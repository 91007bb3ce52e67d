//! Crawler module for documentation page fetching and processing
//!
//! This module contains the documentation crawling logic, including:
//! - HTTP fetching and error classification
//! - Link discovery against the configured site scopes
//! - Main-region text, heading and code extraction
//! - The per-run session (frontier, visited set, breaker)
//! - Overall crawl coordination and persistence

mod coordinator;
mod extract;
mod fetcher;
mod links;
mod session;

pub use coordinator::{CrawlReport, DocCrawler};
pub use extract::{extract_document, MIN_CODE_LENGTH};
pub use fetcher::{build_http_client, fetch_url, FetchResult};
pub use links::discover_links;
pub use session::CrawlSession;

use crate::config::Config;
use crate::storage::open_storage;
use crate::HarvestError;
use std::path::Path;

/// Runs a complete documentation crawl
///
/// This is the main entry point for crawling. It will:
/// 1. Open the corpus directory
/// 2. Skip seeds that are still fresh (unless forced)
/// 3. Fetch pages, following in-scope links
/// 4. Persist documents, the doc index and crawl stats
///
/// # Arguments
///
/// * `config` - The loaded configuration
/// * `force` - Ignore the freshness policy
///
/// # Returns
///
/// * `Ok(CrawlReport)` - Crawl finished (or was skipped as fresh)
/// * `Err(HarvestError)` - Crawl could not start or persist
pub async fn crawl(config: &Config, force: bool) -> Result<CrawlReport, HarvestError> {
    let storage = open_storage(Path::new(&config.output.data_dir))?;
    let mut crawler = DocCrawler::new(config, storage)?;
    crawler.run(force).await
}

PROBLEM => So that nothing differs from the original, transcribe all of the records above.

EXERCISE OUTPUT =>
repository 91007bb3ce52e67d
//! Crawler module for documentation page fetching and processing
//!
//! This module contains the documentation crawling logic, including:
//! - HTTP fetching and error classification
//! - Link discovery against the configured site scopes
//! - Main-region text, heading and code extraction
//! - The per-run session (frontier, visited set, breaker)
//! - Overall crawl coordination and persistence

mod coordinator;
mod extract;
mod fetcher;
mod links;
mod session;

pub use coordinator::{CrawlReport, DocCrawler};
pub use extract::{extract_document, MIN_CODE_LENGTH};
pub use fetcher::{build_http_client, fetch_url, FetchResult};
pub use links::discover_links;
pub use session::CrawlSession;

use crate::config::Config;
use crate::storage::open_storage;
use crate::HarvestError;
use std::path::Path;

/// Runs a complete documentation crawl
///
/// This is the main entry point for crawling. It will:
/// 1. Open the corpus directory
/// 2. Skip seeds that are still fresh (unless forced)
/// 3. Fetch pages, following in-scope links
/// 4. Persist documents, the doc index and crawl stats
///
/// # Arguments
///
/// * `config` - The loaded configuration
/// * `force` - Ignore the freshness policy
///
/// # Returns
///
/// * `Ok(CrawlReport)` - Crawl finished (or was skipped as fresh)
/// * `Err(HarvestError)` - Crawl could not start or persist
pub async fn crawl(config: &Config, force: bool) -> Result<CrawlReport, HarvestError> {
    let storage = open_storage(Path::new(&config.output.data_dir))?;
    let mut crawler = DocCrawler::new(config, storage)?;
    crawler.run(force).await
}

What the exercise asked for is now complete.